This is NOT an article about how families are too noisy or distracting to sit in business or first class. It’s a rebuttal to a recent post by Mommy Points, Why Parents Should Fly Business Class.

If you’re getting your popcorn ready in anticipation of a catty blogger vs. blogger fight….sorry! That’s not my intent here. I’ve been a fan of Mommy Points for years, and I have mad respect for Summer and her blog.

Why Parents Should Fly Coach

Photo by Georgia Vagim on Unsplash

I just have a different perspective about parents and kids flying in business/first class vs. coach class, and I want to make sure that normal families understand the reality of affording business class flights.

Comfortable Space

The gist of Mommy Point’s post is that business class, particularly a lie-flat seat, is way more comfortable and practical for parents and families. Being able to actually sleep on longer flights and arrive somewhat refreshed at your destination or home is priceless, right?

I cannot disagree with that part of the post. My blog partner, Leana, agrees with that wholeheartedly and has also written about the great benefits of flying in business class if you have the points available. Heck, I even splurged on the “big front seat” on Spirit Airlines on a two-hour flight late at night so that my kids could catch some zzzzz’s. It was only $20 extra, so why not?

The Reality of Affording Business Class

The main issue I have with urging parents to book business class seats is the high cost in both cash and miles. It is simply unrealistic for most normal families on multiple long haul flights.

I’m not talking about a ticket that’s just a few hundred dollars more. For many routes, business class tickets cost thousands of additional dollars.

For example, in looking at a round-trip coach class ticket from Dallas to Paris next summer, the cost is around $1000. The cost of a business class ticket is ~$4000. That’s a huge difference, even for just one person! Now multiply that by the number of people in your family, and wowsa!

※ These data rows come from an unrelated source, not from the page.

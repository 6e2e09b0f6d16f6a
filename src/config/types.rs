use serde::Deserialize;
use std::path::PathBuf;
use std::time::Duration;

/// Main configuration structure for the archiver
#[derive(Debug, Clone, Default, Deserialize)]
#[serde(default)]
pub struct Config {
    pub site: SiteConfig,
    pub timing: TimingConfig,
    pub challenge: ChallengeConfig,
    pub pagination: PaginationConfig,
    pub expand: ExpandConfig,
    pub output: OutputConfig,
    pub browser: BrowserConfig,
}

/// The single forum host this archiver works against
#[derive(Debug, Clone, Deserialize)]
#[serde(default, rename_all = "kebab-case")]
pub struct SiteConfig {
    /// Site root, e.g. "https://www.thetechgame.com/"
    pub base_url: String,
}

impl Default for SiteConfig {
    fn default() -> Self {
        Self {
            base_url: "https://www.thetechgame.com/".to_string(),
        }
    }
}

/// Timing policy for navigation, retries and politeness
///
/// All values are milliseconds.
#[derive(Debug, Clone, Deserialize)]
#[serde(default, rename_all = "kebab-case")]
pub struct TimingConfig {
    /// Fixed delay after each target and each listing page
    pub request_delay_ms: u64,

    /// Timeout handed to the browser for a single page load
    pub navigation_timeout_ms: u64,

    /// Wait after load for dynamic content to render
    pub settle_ms: u64,

    /// Ceiling for the best-effort image load wait
    pub image_wait_ms: u64,

    /// Short wait after images for lazy content
    pub final_settle_ms: u64,

    /// Navigation attempts before giving up on a URL
    pub retry_attempts: u32,

    /// Sleep between failed attempts
    pub retry_backoff_ms: u64,

    /// Interval between challenge re-checks
    pub challenge_poll_ms: u64,

    /// Longest time to wait for a challenge to clear
    pub challenge_max_wait_ms: u64,

    /// Extra settle once a challenge clears
    pub challenge_settle_ms: u64,

    /// Poll interval of the "ready to continue" gate
    pub continue_poll_ms: u64,
}

impl Default for TimingConfig {
    fn default() -> Self {
        Self {
            request_delay_ms: 2500,
            navigation_timeout_ms: 120_000,
            settle_ms: 3000,
            image_wait_ms: 10_000,
            final_settle_ms: 1000,
            retry_attempts: 3,
            retry_backoff_ms: 5000,
            challenge_poll_ms: 3000,
            challenge_max_wait_ms: 300_000,
            challenge_settle_ms: 2000,
            continue_poll_ms: 500,
        }
    }
}

impl TimingConfig {
    pub fn request_delay(&self) -> Duration {
        Duration::from_millis(self.request_delay_ms)
    }

    pub fn continue_poll(&self) -> Duration {
        Duration::from_millis(self.continue_poll_ms)
    }
}

/// Anti-bot challenge detection heuristics
#[derive(Debug, Clone, Deserialize)]
#[serde(default, rename_all = "kebab-case")]
pub struct ChallengeConfig {
    /// Lowercase phrases that indicate a verification interstitial
    pub phrases: Vec<String>,

    /// URL substrings for which challenge detection is skipped
    pub exempt_markers: Vec<String>,
}

impl Default for ChallengeConfig {
    fn default() -> Self {
        Self {
            phrases: vec![
                "verifying you are human".to_string(),
                "verify you are human".to_string(),
                "checking your browser before accessing".to_string(),
                "just a moment".to_string(),
                "cf-browser-verification".to_string(),
            ],
            exempt_markers: vec!["forums".to_string(), "archives".to_string()],
        }
    }
}

/// Pagination limits
#[derive(Debug, Clone, Deserialize)]
#[serde(default, rename_all = "kebab-case")]
pub struct PaginationConfig {
    /// Hard ceiling on listing pages visited per search group
    pub max_search_pages: usize,

    /// Items per topic page, used to translate `start=` offsets
    pub topic_page_size: u32,

    /// Ceiling on pages generated for one topic in all-pages mode
    pub max_topic_pages: u32,
}

impl Default for PaginationConfig {
    fn default() -> Self {
        Self {
            max_search_pages: 400,
            topic_page_size: 10,
            max_topic_pages: 1000,
        }
    }
}

/// The "expand collapsed content" interaction
#[derive(Debug, Clone, Deserialize)]
#[serde(default, rename_all = "kebab-case")]
pub struct ExpandConfig {
    /// Visible text of clickable triggers
    pub triggers: Vec<String>,

    /// Passes over the trigger set; stops early once nothing was clicked
    pub max_rounds: u32,

    pub click_timeout_ms: u64,

    pub click_settle_ms: u64,
}

impl Default for ExpandConfig {
    fn default() -> Self {
        Self {
            triggers: vec!["Click to View Content".to_string()],
            max_rounds: 5,
            click_timeout_ms: 1500,
            click_settle_ms: 200,
        }
    }
}

/// Output configuration
#[derive(Debug, Clone, Deserialize)]
#[serde(default, rename_all = "kebab-case")]
pub struct OutputConfig {
    /// Root of screenshots/, html/ and meta/
    pub directory: PathBuf,
}

impl Default for OutputConfig {
    fn default() -> Self {
        Self {
            directory: PathBuf::from("./ttg_archive"),
        }
    }
}

/// Browser session settings used by the Chromium adapter
#[derive(Debug, Clone, Deserialize)]
#[serde(default, rename_all = "kebab-case")]
pub struct BrowserConfig {
    pub headless: bool,
    pub viewport_width: u32,
    pub viewport_height: u32,

    /// Persistent profile directory, relative to the output directory
    pub profile_dir: PathBuf,
}

impl Default for BrowserConfig {
    fn default() -> Self {
        Self {
            headless: false,
            viewport_width: 1400,
            viewport_height: 900,
            profile_dir: PathBuf::from("browser_profile"),
        }
    }
}
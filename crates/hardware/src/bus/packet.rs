//! Request packets and the one-shot completion signal.
//!
//! A packet is created by a sequencer, enqueued, and owned exclusively by
//! the driver from dequeue until its completion fires. The driver never
//! mutates packet fields; it only reads them onto the wires and signals
//! completion exactly once at the end of a successful handshake.

use std::sync::Arc;
use std::sync::atomic::{AtomicBool, Ordering};

/// One-shot completion signal owned by a request packet.
///
/// Settled exactly once by the driver; signalling twice is a logic error
/// caught in debug builds.
#[derive(Debug)]
pub struct Completion {
    fired: Arc<AtomicBool>,
}

impl Completion {
    fn new() -> (Self, CompletionHandle) {
        let fired = Arc::new(AtomicBool::new(false));
        (
            Self {
                fired: Arc::clone(&fired),
            },
            CompletionHandle { fired },
        )
    }

    /// Fires the completion.
    pub fn signal(&self) {
        let already = self.fired.swap(true, Ordering::Release);
        debug_assert!(!already, "completion signalled twice");
    }
}

/// Observer side of a [`Completion`], held by whoever waits on the
/// transaction (sequencer, scoreboard, tests).
#[derive(Debug, Clone)]
pub struct CompletionHandle {
    fired: Arc<AtomicBool>,
}

impl CompletionHandle {
    /// Whether the associated packet's handshake has finished.
    pub fn is_complete(&self) -> bool {
        self.fired.load(Ordering::Acquire)
    }
}

/// One read-address-channel transaction.
///
/// All attributes are plain unsigned integers; the driver masks them to the
/// configured field widths when driving, and fields absent from the bundle
/// are simply not driven.
#[derive(Debug)]
pub struct ReadRequest {
    /// Transaction identifier tag.
    pub id: u64,
    /// Target address.
    pub addr: u64,
    /// Burst length minus one.
    pub len: u64,
    /// Beat size encoding.
    pub size: u64,
    /// Burst type encoding.
    pub burst: u64,
    /// Exclusive access flag.
    pub lock: u64,
    /// Cache attribute encoding.
    pub cache: u64,
    /// Protection encoding.
    pub prot: u64,
    /// Quality-of-service value.
    pub qos: u64,
    /// Region identifier.
    pub region: u64,
    /// User-defined sideband value.
    pub user: u64,
    completion: Completion,
    handle: CompletionHandle,
}

impl ReadRequest {
    /// Creates a request for `addr` with all other attributes zeroed.
    pub fn new(addr: u64) -> Self {
        let (completion, handle) = Completion::new();
        Self {
            id: 0,
            addr,
            len: 0,
            size: 0,
            burst: 0,
            lock: 0,
            cache: 0,
            prot: 0,
            qos: 0,
            region: 0,
            user: 0,
            completion,
            handle,
        }
    }

    /// Observer handle for this request's completion.
    pub fn completion_handle(&self) -> CompletionHandle {
        self.handle.clone()
    }

    /// Fires the completion signal. Called by the driver, once.
    pub(crate) fn complete(&self) {
        self.completion.signal();
    }
}

/// A write-channel transaction.
///
/// Write-channel driving is out of scope here; the variant exists so a
/// heterogeneous queue shared across channel drivers is representable, and
/// so the read driver's discard fallback has something to discard.
#[derive(Debug)]
pub struct WriteRequest {
    /// Target address.
    pub addr: u64,
}

/// An item in the pending-request queue.
#[derive(Debug)]
pub enum BusRequest {
    /// A read-address-channel request, driven by the read driver.
    Read(ReadRequest),
    /// A write-channel request; the read driver discards these.
    Write(WriteRequest),
}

What about using miles? In most cases, the cost in miles is almost double for business class tickets vs. coach class tickets. For example, a round-trip coach ticket to Hawaii on American Airlines costs 45,000 miles vs. 80,000 in business class. A round-trip economy ticket to Europe costs 60,000 vs. 115,000 in business class.

Of course, there are a few sales from time to time on business class tickets and a few award sweet spots. But those are the exceptions.

In the old glory days of miles and points, getting those extra miles through credit card bonuses and manufactured spending wasn’t as hard. This was before Chase’s 5/24 rule and increased restrictions by all of the credit card companies on new approvals and repeat bonuses.

What about free upgrades with elite status? Realistically, unless you travel regularly for work or you are a big time travel blogger who can write off flights as business expenses, it’s very difficult for most normal families to have airline elite status. (See this post by The Points Guy for various ways to earn airline elite status).

My point is, going business class vs. coach class is not the same as splurging a little extra for an upgrade. There is nothing little about it. It’s a huge cash and miles commitment that is just not possible for most normal families to do on a regular, ongoing basis, especially if you are trying to fit in multiple trips per year.

Opportunity Cost

Ok, what about folks for whom miles or money is no object? Or what about people who would rather wait until they have enough points for business class to take the trip?

If you are truly set on business class, I’m not going to try too hard to talk you out of it. If you’ve got the miles or cash for a business class ticket, go for it! You’ve earned it. Enjoy.

However, before you buy the ticket, consider the opportunity cost. Is spending the extra cash or miles on those tickets going to keep you from a subsequent vacation? If your family spends an extra $10,000 on upgraded tickets or an extra 200,000 miles on business class, will you have to delay your next trip?

Based on recent events in my life, I’m not a proponent of delaying trips. Life is so uncertain. People get sick. Kids grow up too quickly. My dad died earlier this year, and my oldest son only has five more years with us until he goes off to college. Time waits for no one! Take the trip sooner rather than later.

For me, I’d much rather take more trips in coach than fewer trips in business class. The whole “quality vs. quantity” equation is a delicate balance, for sure.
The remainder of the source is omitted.